According to Beizer [2] 100% statement coverage at source code level might cover 75% or even fewer statements at object code level [3].

Programs written in high level programming languages like C, C++, ADA etc. are not running on a processor or controller without being converted to object code. There is a chain of transformations that produces the object code running on the actual target. For C programs usually these steps are: preprocessing, compilation, optimization, assembly, linking and conversion. These steps are not bijective: information is added and removed in every step.

These modifications directly affect code coverage analysis on source code level because

- often compiler or library calls add object code and
- it is not easy to detect when object code is added by a compiler or a library call and
- the added object code may not be 100% covered by your tests and
- it is very complex to establish which object code correlates to which source code line (usually code coverage analysis is shown in source code).

The examples in the article show that the usage of complex instructions (e.g. for loop), complex conditions (e.g. if statement) or library/operating system functions add object code that is not directly traceable to source code statements.

Here one example discussed in the article - Compiler Optimizations:

Compilers may

- merge several source code lines (e.g. merge string constant expressions, expression simplification,...),
- deem unnecessary code lines (e.g. dead code elimination, removal of unused symbols, common subexpression elimination,...) and/or
- reorder the execution flow (e.g. loop inversion, loop fusion,...).

!! When measuring code coverage, verify what source code lines generate object code and if not, check why. Any code change and recompilation may change the compiler optimization and could lead to untested code paths.

iSYSTEM tools take great care to show accurately what is actually going on. In iSYSTEM's winIDEA source code view every line that generates object code has a code coverage legend aligned to the left.
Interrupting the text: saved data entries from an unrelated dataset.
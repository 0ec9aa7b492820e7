//! # nimbus-core
//!
//! Core crate for Nimbus Drive. Contains the unified error system,
//! configuration schemas, and the object store trait implemented by
//! `nimbus-storage`.
//!
//! This crate has **no** internal dependencies on other Nimbus crates.

pub mod config;
pub mod error;
pub mod result;
pub mod traits;

pub use error::AppError;
pub use result::AppResult;
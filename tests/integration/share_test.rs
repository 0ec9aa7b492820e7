//! Integration tests for link shares, named grants, and public access.

mod helpers;

use axum::http::{StatusCode, header};
use serde_json::json;
use uuid::Uuid;

use helpers::{BASE_URL, TestApp, TestUser};

/// Turn on the node's link with `access_level` and return its token.
async fn link_token(app: &TestApp, owner: &TestUser, node: Uuid, access_level: &str) -> String {
    let response = app
        .patch(
            &format!("/api/files/{node}/share"),
            json!({ "access_level": access_level }),
            owner,
        )
        .await;
    assert_eq!(response.status, StatusCode::OK, "{}", response.body);
    let link = response.data()["share_link"]
        .as_str()
        .expect("share_link")
        .to_string();
    let prefix = format!("{BASE_URL}/shared/");
    assert!(link.starts_with(&prefix), "{link}");
    link[prefix.len()..].to_string()
}

#[tokio::test]
async fn test_share_info_before_any_share() {
    let app = TestApp::new();
    let alice = app.signed_in("Alice").await;
    let file = app.file(&alice, "a.txt", b"a", None).await;

    let info = app
        .get(&format!("/api/files/{file}/share"), Some(&alice))
        .await;

    assert_eq!(info.status, StatusCode::OK);
    assert_eq!(info.data()["access_level"], "restricted");
    assert!(info.data()["share_link"].is_null());
    let people = info.data()["people"].as_array().unwrap();
    assert_eq!(people.len(), 1);
    assert_eq!(people[0]["role"], "owner");
    assert_eq!(people[0]["permission"], "editor");

    let copy = app
        .get(&format!("/api/files/{file}/share/copy-link"), Some(&alice))
        .await;
    assert_eq!(copy.status, StatusCode::NOT_FOUND);
}

#[tokio::test]
async fn test_anyone_link_opens_for_anonymous_callers() {
    let app = TestApp::new();
    let alice = app.signed_in("Alice").await;
    let file = app.file(&alice, "report.txt", b"quarterly", None).await;
    let token = link_token(&app, &alice, file, "anyone").await;

    let view = app.get(&format!("/api/shared/{token}"), None).await;
    assert_eq!(view.status, StatusCode::OK, "{}", view.body);
    assert_eq!(view.data()["name"], "report.txt");
    assert_eq!(view.data()["permission"], "viewer");
    assert_eq!(view.data()["owner_name"], "Alice");

    let download = app.get(&format!("/api/shared/{token}/download"), None).await;
    assert_eq!(download.status, StatusCode::OK);
    assert_eq!(&download.raw[..], b"quarterly");
    let disposition = download.headers[header::CONTENT_DISPOSITION].to_str().unwrap();
    assert!(disposition.starts_with("attachment;"), "{disposition}");
    assert!(disposition.contains("report.txt"));
}

#[tokio::test]
async fn test_link_token_survives_settings_changes() {
    let app = TestApp::new();
    let alice = app.signed_in("Alice").await;
    let file = app.file(&alice, "a.txt", b"a", None).await;

    let first = link_token(&app, &alice, file, "anyone").await;
    let second = link_token(&app, &alice, file, "restricted").await;
    assert_eq!(first, second);

    let copy = app
        .get(&format!("/api/files/{file}/share/copy-link"), Some(&alice))
        .await;
    assert_eq!(
        copy.data()["share_link"],
        format!("{BASE_URL}/shared/{first}")
    );
}

#[tokio::test]
async fn test_public_denials_are_indistinguishable() {
    let app = TestApp::new();
    let alice = app.signed_in("Alice").await;
    let bob = app.signed_in("Bob").await;
    let file = app.file(&alice, "secret.txt", b"s", None).await;
    let token = link_token(&app, &alice, file, "restricted").await;

    let unknown = app.get("/api/shared/not-a-token", None).await;
    let anonymous = app.get(&format!("/api/shared/{token}"), None).await;
    let stranger = app.get(&format!("/api/shared/{token}"), Some(&bob)).await;

    for response in [&unknown, &anonymous, &stranger] {
        assert_eq!(response.status, StatusCode::NOT_FOUND);
        assert_eq!(response.body["message"], unknown.body["message"]);
    }

    // The owner always gets through, even on a restricted link.
    let owner = app.get(&format!("/api/shared/{token}"), Some(&alice)).await;
    assert_eq!(owner.status, StatusCode::OK);
    assert_eq!(owner.data()["permission"], "editor");
}

#[tokio::test]
async fn test_trashed_node_closes_its_link() {
    let app = TestApp::new();
    let alice = app.signed_in("Alice").await;
    let file = app.file(&alice, "a.txt", b"a", None).await;
    let token = link_token(&app, &alice, file, "anyone").await;

    app.delete(&format!("/api/files/{file}"), &alice).await;

    let view = app.get(&format!("/api/shared/{token}"), None).await;
    assert_eq!(view.status, StatusCode::NOT_FOUND);
}

#[tokio::test]
async fn test_invalid_token_on_public_route_falls_back_to_anonymous() {
    let app = TestApp::new();
    let alice = app.signed_in("Alice").await;
    let file = app.file(&alice, "a.txt", b"a", None).await;
    let token = link_token(&app, &alice, file, "anyone").await;
    let forged = TestUser {
        id: Uuid::new_v4(),
        email: "mallory@example.com".to_string(),
        token: "not.a.jwt".to_string(),
    };

    let view = app.get(&format!("/api/shared/{token}"), Some(&forged)).await;

    assert_eq!(view.status, StatusCode::OK);
}

#[tokio::test]
async fn test_add_people_reports_each_address() {
    let app = TestApp::new();
    let alice = app.signed_in("Alice").await;
    let bob = app.signed_in("Bob").await;
    let file = app.file(&alice, "a.txt", b"a", None).await;

    let response = app
        .post(
            &format!("/api/files/{file}/share/people"),
            json!({
                "emails": [" BOB@example.com ", "bob@example.com", "not-an-email", alice.email, "carol@example.com"],
                "permission": "viewer"
            }),
            &alice,
        )
        .await;
    assert_eq!(response.status, StatusCode::OK, "{}", response.body);

    let outcomes = response.data().as_array().unwrap();
    let status_of = |email: &str| {
        outcomes
            .iter()
            .find(|o| o["email"] == email)
            .map(|o| o["status"].as_str().unwrap().to_string())
    };
    assert_eq!(outcomes.len(), 3);
    assert_eq!(status_of(&bob.email).as_deref(), Some("added"));
    assert_eq!(status_of("not-an-email").as_deref(), Some("failed"));
    assert_eq!(status_of("carol@example.com").as_deref(), Some("added"));

    let again = app
        .post(
            &format!("/api/files/{file}/share/people"),
            json!({ "emails": [bob.email], "permission": "editor" }),
            &alice,
        )
        .await;
    assert_eq!(again.data()[0]["status"], "updated");

    let info = app
        .get(&format!("/api/files/{file}/share"), Some(&alice))
        .await;
    let people = info.data()["people"].as_array().unwrap();
    assert_eq!(people.len(), 3);
    let bob_entry = people.iter().find(|p| p["email"] == bob.email).unwrap();
    assert_eq!(bob_entry["permission"], "editor");
    assert_eq!(bob_entry["name"], "Bob");

    let empty = app
        .post(
            &format!("/api/files/{file}/share/people"),
            json!({ "emails": ["  "] }),
            &alice,
        )
        .await;
    assert_eq!(empty.status, StatusCode::BAD_REQUEST);
}

#[tokio::test]
async fn test_grantee_sees_shared_folder_and_its_contents() {
    let app = TestApp::new();
    let alice = app.signed_in("Alice").await;
    let bob = app.signed_in("Bob").await;
    let folder = app.folder(&alice, "Team", None).await;
    let inner = app.file(&alice, "plan.txt", b"plan", Some(folder)).await;

    app.post(
        &format!("/api/files/{folder}/share/people"),
        json!({ "emails": [bob.email], "permission": "viewer" }),
        &alice,
    )
    .await;

    let shared = app.get("/api/files/shared", Some(&bob)).await;
    assert_eq!(shared.status, StatusCode::OK);
    assert_eq!(shared.names(), vec!["Team"]);
    assert_eq!(shared.data()[0]["permission"], "viewer");

    let listing = app
        .get(&format!("/api/files?parentId={folder}"), Some(&bob))
        .await;
    assert_eq!(listing.status, StatusCode::OK);
    assert_eq!(listing.names(), vec!["plan.txt"]);

    let download = app
        .get(&format!("/api/files/{inner}/download"), Some(&bob))
        .await;
    assert_eq!(download.status, StatusCode::OK);
    assert_eq!(&download.raw[..], b"plan");

    let path = app
        .get(&format!("/api/files/path?fileId={inner}"), Some(&bob))
        .await;
    assert_eq!(path.names(), vec!["Team", "plan.txt"]);

    // Grants never confer ownership.
    let rename = app
        .patch(&format!("/api/files/{inner}"), json!({ "name": "x.txt" }), &bob)
        .await;
    assert_eq!(rename.status, StatusCode::NOT_FOUND);
}

#[tokio::test]
async fn test_update_and_remove_person() {
    let app = TestApp::new();
    let alice = app.signed_in("Alice").await;
    let bob = app.signed_in("Bob").await;
    let file = app.file(&alice, "a.txt", b"a", None).await;
    let added = app
        .post(
            &format!("/api/files/{file}/share/people"),
            json!({ "emails": [bob.email] }),
            &alice,
        )
        .await;
    let share_id = added.data()[0]["share_id"].as_str().unwrap().to_string();

    let updated = app
        .patch(
            &format!("/api/files/{file}/share/people/{share_id}"),
            json!({ "permission": "commenter" }),
            &alice,
        )
        .await;
    assert_eq!(updated.status, StatusCode::OK);
    assert_eq!(updated.data()["permission"], "commenter");

    let download = app
        .get(&format!("/api/files/{file}/download-url"), Some(&bob))
        .await;
    assert_eq!(download.status, StatusCode::OK);

    let removed = app
        .delete(&format!("/api/files/{file}/share/people/{share_id}"), &alice)
        .await;
    assert_eq!(removed.status, StatusCode::OK);

    let download = app
        .get(&format!("/api/files/{file}/download-url"), Some(&bob))
        .await;
    assert_eq!(download.status, StatusCode::NOT_FOUND);
    assert!(app.get("/api/files/shared", Some(&bob)).await.names().is_empty());

    let gone = app
        .delete(&format!("/api/files/{file}/share/people/{share_id}"), &alice)
        .await;
    assert_eq!(gone.status, StatusCode::NOT_FOUND);
}

#[tokio::test]
async fn test_only_the_owner_manages_shares() {
    let app = TestApp::new();
    let alice = app.signed_in("Alice").await;
    let bob = app.signed_in("Bob").await;
    let file = app.file(&alice, "a.txt", b"a", None).await;

    let response = app
        .patch(
            &format!("/api/files/{file}/share"),
            json!({ "access_level": "anyone" }),
            &bob,
        )
        .await;

    assert_eq!(response.status, StatusCode::NOT_FOUND);
}
//! Maps domain `AppError` to HTTP responses.

use axum::Json;
use axum::http::StatusCode;
use axum::response::{IntoResponse, Response};
use serde::{Deserialize, Serialize};

use nimbus_core::error::{AppError, ErrorKind};

/// Standard API error response body.
#[derive(Debug, Clone, Serialize, Deserialize)]
pub struct ApiErrorResponse {
    /// Machine-readable error code.
    pub error: String,
    /// Human-readable message.
    pub message: String,
    /// Optional details.
    #[serde(skip_serializing_if = "Option::is_none")]
    pub details: Option<serde_json::Value>,
}

/// Handler error: a domain error on its way to becoming a response.
#[derive(Debug)]
pub struct ApiError(pub AppError);

impl From<AppError> for ApiError {
    fn from(err: AppError) -> Self {
        Self(err)
    }
}

impl ApiError {
    /// HTTP status for an error kind.
    pub fn status_of(kind: ErrorKind) -> StatusCode {
        match kind {
            ErrorKind::NotFound => StatusCode::NOT_FOUND,
            ErrorKind::NameConflict | ErrorKind::Conflict => StatusCode::CONFLICT,
            ErrorKind::InvalidOperation | ErrorKind::Validation => StatusCode::BAD_REQUEST,
            ErrorKind::QuotaExceeded => StatusCode::PAYLOAD_TOO_LARGE,
            ErrorKind::Forbidden => StatusCode::FORBIDDEN,
            ErrorKind::Authentication => StatusCode::UNAUTHORIZED,
            ErrorKind::UpstreamFailure => StatusCode::BAD_GATEWAY,
            ErrorKind::NotImplemented => StatusCode::NOT_IMPLEMENTED,
            ErrorKind::Database
            | ErrorKind::Configuration
            | ErrorKind::Serialization
            | ErrorKind::Internal => StatusCode::INTERNAL_SERVER_ERROR,
        }
    }
}

impl IntoResponse for ApiError {
    fn into_response(self) -> Response {
        let err = self.0;
        let status = Self::status_of(err.kind);

        // Store and backend details never reach the client.
        let message = if status.is_server_error() && status != StatusCode::NOT_IMPLEMENTED {
            tracing::error!(kind = %err.kind, error = %err, "Request failed");
            match err.kind {
                ErrorKind::UpstreamFailure => "The storage service is unavailable".to_string(),
                _ => "An internal error occurred".to_string(),
            }
        } else {
            err.message
        };

        let body = ApiErrorResponse {
            error: err.kind.to_string(),
            message,
            details: None,
        };

        (status, Json(body)).into_response()
    }
}

#[cfg(test)]
mod tests {
    use super::*;

    #[test]
    fn test_domain_kinds_map_to_statuses() {
        assert_eq!(ApiError::status_of(ErrorKind::NameConflict), StatusCode::CONFLICT);
        assert_eq!(ApiError::status_of(ErrorKind::QuotaExceeded), StatusCode::PAYLOAD_TOO_LARGE);
        assert_eq!(ApiError::status_of(ErrorKind::InvalidOperation), StatusCode::BAD_REQUEST);
        assert_eq!(ApiError::status_of(ErrorKind::UpstreamFailure), StatusCode::BAD_GATEWAY);
    }

    #[test]
    fn test_internal_details_are_hidden() {
        let response = ApiError(AppError::database("relation \"nodes\" does not exist")).into_response();
        assert_eq!(response.status(), StatusCode::INTERNAL_SERVER_ERROR);
    }
}
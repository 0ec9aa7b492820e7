//! Share domain entities.

pub mod access;
pub mod model;

pub use access::{AccessLevel, SharePermission};
pub use model::{GrantTarget, NewShare, Share};
//! Logging configuration.

use serde::{Deserialize, Serialize};

/// Logging and tracing configuration.
#[derive(Debug, Clone, Serialize, Deserialize)]
pub struct LoggingConfig {
    /// Log level: `"trace"`, `"debug"`, `"info"`, `"warn"`, `"error"`.
    #[serde(default = "default_level")]
    pub level: String,
    /// Log format: `"json"` or `"pretty"`.
    #[serde(default = "default_format")]
    pub format: String,
}

impl Default for LoggingConfig {
    fn default() -> Self {
        Self {
            level: default_level(),
            format: default_format(),
        }
    }
}

fn default_level() -> String {
    "info".to_string()
}

fn default_format() -> String {
    "json".to_string()
}
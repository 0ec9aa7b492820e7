//! HTTP middleware layers.

pub mod cors;
pub mod logging;
pub mod timeout;
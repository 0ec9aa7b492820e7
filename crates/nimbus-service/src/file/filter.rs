//! Listing filters parsed from query parameters.

use std::fmt;
use std::str::FromStr;

use chrono::{DateTime, Datelike, Duration, NaiveDate, Utc};
use serde::{Deserialize, Serialize};
use uuid::Uuid;

use nimbus_core::error::AppError;
use nimbus_entity::node::TypeCategory;

/// Relative window on `updated_at`.
#[derive(Debug, Clone, Copy, PartialEq, Eq, Serialize, Deserialize)]
#[serde(rename_all = "lowercase")]
pub enum ModifiedFilter {
    Today,
    Last7Days,
    Last30Days,
    ThisYear,
    LastYear,
}

fn year_start(year: i32) -> Option<DateTime<Utc>> {
    NaiveDate::from_ymd_opt(year, 1, 1)
        .and_then(|d| d.and_hms_opt(0, 0, 0))
        .map(|dt| dt.and_utc())
}

impl ModifiedFilter {
    /// `[from, before)` bounds of the window relative to `now` (UTC).
    pub fn bounds(&self, now: DateTime<Utc>) -> (Option<DateTime<Utc>>, Option<DateTime<Utc>>) {
        match self {
            Self::Today => {
                let start = now.date_naive().and_hms_opt(0, 0, 0).map(|dt| dt.and_utc());
                (start, start.map(|s| s + Duration::days(1)))
            }
            Self::Last7Days => (Some(now - Duration::days(7)), None),
            Self::Last30Days => (Some(now - Duration::days(30)), None),
            Self::ThisYear => (year_start(now.year()), None),
            Self::LastYear => (year_start(now.year() - 1), year_start(now.year())),
        }
    }

    pub fn as_str(&self) -> &'static str {
        match self {
            Self::Today => "today",
            Self::Last7Days => "last7days",
            Self::Last30Days => "last30days",
            Self::ThisYear => "thisyear",
            Self::LastYear => "lastyear",
        }
    }
}

impl fmt::Display for ModifiedFilter {
    fn fmt(&self, f: &mut fmt::Formatter<'_>) -> fmt::Result {
        f.write_str(self.as_str())
    }
}

impl FromStr for ModifiedFilter {
    type Err = AppError;

    fn from_str(s: &str) -> Result<Self, Self::Err> {
        match s.to_lowercase().as_str() {
            "today" => Ok(Self::Today),
            "last7days" => Ok(Self::Last7Days),
            "last30days" => Ok(Self::Last30Days),
            "thisyear" => Ok(Self::ThisYear),
            "lastyear" => Ok(Self::LastYear),
            _ => Err(AppError::validation(format!("Invalid modified filter: '{s}'"))),
        }
    }
}

/// What a folder listing should return.
#[derive(Debug, Clone, Default)]
pub struct ListQuery {
    /// Folder to list (None = root).
    pub parent_id: Option<Uuid>,
    pub category: Option<TypeCategory>,
    pub modified: Option<ModifiedFilter>,
    /// Include the whole live subtree.
    pub recursive: bool,
}

impl ListQuery {
    /// Build from raw query values; empty strings and `all` mean no filter.
    pub fn parse(
        parent_id: Option<Uuid>,
        category: Option<&str>,
        modified: Option<&str>,
        recursive: bool,
    ) -> Result<Self, AppError> {
        fn meaningful(value: Option<&str>) -> Option<&str> {
            value
                .map(str::trim)
                .filter(|v| !v.is_empty() && !v.eq_ignore_ascii_case("all"))
        }

        Ok(Self {
            parent_id,
            category: meaningful(category).map(str::parse).transpose()?,
            modified: meaningful(modified).map(str::parse).transpose()?,
            recursive,
        })
    }
}
//! Share entity model.

use chrono::{DateTime, Utc};
use serde::{Deserialize, Serialize};
use sqlx::FromRow;
use uuid::Uuid;

use super::access::{AccessLevel, SharePermission};

/// A capability grant on exactly one node.
///
/// A share is either link-carrying (holds `token`, at most one per node) or a
/// named grant (targets `shared_with_user_id` or `shared_with_email`).
#[derive(Debug, Clone, Serialize, Deserialize, FromRow)]
pub struct Share {
    /// Unique share identifier.
    pub id: Uuid,
    /// The shared node.
    pub node_id: Uuid,
    /// Owner who created the grant.
    pub grantor_id: Uuid,
    /// Who may use the link.
    pub access_level: AccessLevel,
    /// Capability granted.
    pub permission: SharePermission,
    /// Link token; minted once and never regenerated.
    pub token: Option<String>,
    /// Named grant target: a known user.
    pub shared_with_user_id: Option<Uuid>,
    /// Named grant target: an address without an account.
    pub shared_with_email: Option<String>,
    /// When the share stops granting access.
    pub expires_at: Option<DateTime<Utc>>,
    /// When the share was created.
    pub created_at: DateTime<Utc>,
    /// When the share was last changed.
    pub updated_at: DateTime<Utc>,
}

impl Share {
    /// Whether this is the node's link-carrying share.
    pub fn is_link(&self) -> bool {
        self.token.is_some()
    }

    /// Whether this share targets a specific principal.
    pub fn is_named(&self) -> bool {
        self.shared_with_user_id.is_some() || self.shared_with_email.is_some()
    }

    /// Check if the share has expired at the given instant.
    pub fn is_expired_at(&self, now: DateTime<Utc>) -> bool {
        matches!(self.expires_at, Some(expires_at) if expires_at <= now)
    }

    /// Check if the share currently grants anything.
    pub fn is_valid(&self) -> bool {
        !self.is_expired_at(Utc::now())
    }

    /// Whether the named grant matches a principal's id or (case-insensitive) email.
    pub fn targets(&self, user_id: Uuid, email: &str) -> bool {
        if self.shared_with_user_id == Some(user_id) {
            return true;
        }
        match &self.shared_with_email {
            Some(target) => !email.is_empty() && target.eq_ignore_ascii_case(email),
            None => false,
        }
    }
}

/// The principal a named grant is issued to.
#[derive(Debug, Clone, PartialEq, Eq, Serialize, Deserialize)]
#[serde(rename_all = "snake_case", tag = "type", content = "value")]
pub enum GrantTarget {
    /// An address that resolved to a registered user.
    User(Uuid),
    /// An address with no account yet (stored lower-cased).
    Email(String),
}

/// Data required to create a new share.
#[derive(Debug, Clone, Serialize, Deserialize)]
pub struct NewShare {
    /// The shared node.
    pub node_id: Uuid,
    /// Owner creating the grant.
    pub grantor_id: Uuid,
    /// Link access level.
    pub access_level: AccessLevel,
    /// Permission level.
    pub permission: SharePermission,
    /// Link token (link-carrying share only).
    pub token: Option<String>,
    /// Named grant target (named grants only).
    pub target: Option<GrantTarget>,
    /// Expiry time (None = never).
    pub expires_at: Option<DateTime<Utc>>,
}

impl NewShare {
    /// Describe a link-carrying share.
    pub fn link(
        node_id: Uuid,
        grantor_id: Uuid,
        access_level: AccessLevel,
        permission: SharePermission,
        token: String,
    ) -> Self {
        Self {
            node_id,
            grantor_id,
            access_level,
            permission,
            token: Some(token),
            target: None,
            expires_at: None,
        }
    }

    /// Describe a named grant.
    pub fn named(
        node_id: Uuid,
        grantor_id: Uuid,
        target: GrantTarget,
        permission: SharePermission,
    ) -> Self {
        Self {
            node_id,
            grantor_id,
            access_level: AccessLevel::Restricted,
            permission,
            token: None,
            target: Some(target),
            expires_at: None,
        }
    }

    /// Target user id, if the grant resolved to a user.
    pub fn shared_with_user_id(&self) -> Option<Uuid> {
        match &self.target {
            Some(GrantTarget::User(id)) => Some(*id),
            _ => None,
        }
    }

    /// Target address, if the grant is to an unregistered email.
    pub fn shared_with_email(&self) -> Option<&str> {
        match &self.target {
            Some(GrantTarget::Email(email)) => Some(email.as_str()),
            _ => None,
        }
    }
}

#[cfg(test)]
mod tests {
    use super::*;
    use chrono::Duration;

    fn named_share(user: Option<Uuid>, email: Option<&str>) -> Share {
        let now = Utc::now();
        Share {
            id: Uuid::new_v4(),
            node_id: Uuid::new_v4(),
            grantor_id: Uuid::new_v4(),
            access_level: AccessLevel::Restricted,
            permission: SharePermission::Viewer,
            token: None,
            shared_with_user_id: user,
            shared_with_email: email.map(String::from),
            expires_at: None,
            created_at: now,
            updated_at: now,
        }
    }

    #[test]
    fn test_targets_by_id_or_email() {
        let user = Uuid::new_v4();
        let by_id = named_share(Some(user), None);
        assert!(by_id.targets(user, "someone@x.com"));
        assert!(!by_id.targets(Uuid::new_v4(), "someone@x.com"));

        let by_email = named_share(None, Some("user2@x.com"));
        assert!(by_email.targets(Uuid::new_v4(), "User2@X.com"));
        assert!(!by_email.targets(Uuid::new_v4(), ""));
    }

    #[test]
    fn test_expiry() {
        let mut share = named_share(None, Some("a@b.c"));
        assert!(share.is_valid());
        share.expires_at = Some(Utc::now() - Duration::seconds(1));
        assert!(!share.is_valid());
        share.expires_at = Some(Utc::now() + Duration::hours(1));
        assert!(share.is_valid());
    }

    #[test]
    fn test_new_named_is_restricted() {
        let share = NewShare::named(
            Uuid::new_v4(),
            Uuid::new_v4(),
            GrantTarget::Email("x@y.z".to_string()),
            SharePermission::Editor,
        );
        assert_eq!(share.access_level, AccessLevel::Restricted);
        assert!(share.token.is_none());
        assert_eq!(share.shared_with_email(), Some("x@y.z"));
        assert_eq!(share.shared_with_user_id(), None);
    }
}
Note that some "{" and "}" are not creating object code and therefore have no code coverage legend aligned.

Conclusion

The requirements for code coverage analysis are constantly increasing in almost every market. Code coverage based on object code is a convenient method to test as close as possible to the final product.

To achieve a high level of code coverage (some claim 100% is the right figure), review the object code and find test cases to cover the (not yet) tested code.

iSYSTEM tools provide code coverage analysis within the same tool that is used for code development. This way development costs and time are optimally used to detect and fix software bugs as soon as possible within the development cycle.

More Information

[1] How reliable is Code Coverage Information shown in Source Code?Here you find the complete article with all examples

[2] Beizer, Boris: Software Testing Techniques, Second edition, Von Nostrand Reinhold Company, Inc., 1990

[3] Hayhurst, K. J., Veerhusen D. S., Chilenski J. J., Rierson, L. K.: NASA / TM-2001-210876 A Practical Tutuorial on Modified Condition/Decsion Coverage, NASA Center for Aerospace Information (CASI)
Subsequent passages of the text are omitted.